● TASK REQUIREMENTS: Among the records that follow, find each line holding the word "AttemptError" and copy it.
• • •
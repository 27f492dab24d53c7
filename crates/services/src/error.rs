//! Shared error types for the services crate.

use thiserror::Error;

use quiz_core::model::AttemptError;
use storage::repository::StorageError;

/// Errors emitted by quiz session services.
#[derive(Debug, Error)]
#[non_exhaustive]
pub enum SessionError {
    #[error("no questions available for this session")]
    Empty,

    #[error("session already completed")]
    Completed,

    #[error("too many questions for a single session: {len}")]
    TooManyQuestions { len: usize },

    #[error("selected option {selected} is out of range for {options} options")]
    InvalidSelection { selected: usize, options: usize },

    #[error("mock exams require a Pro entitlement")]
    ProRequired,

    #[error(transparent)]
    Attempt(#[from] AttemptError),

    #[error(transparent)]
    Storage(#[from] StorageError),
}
• • •
● EXPECTED ANSWER:
use quiz_core::model::AttemptError;
    Attempt(#[from] AttemptError),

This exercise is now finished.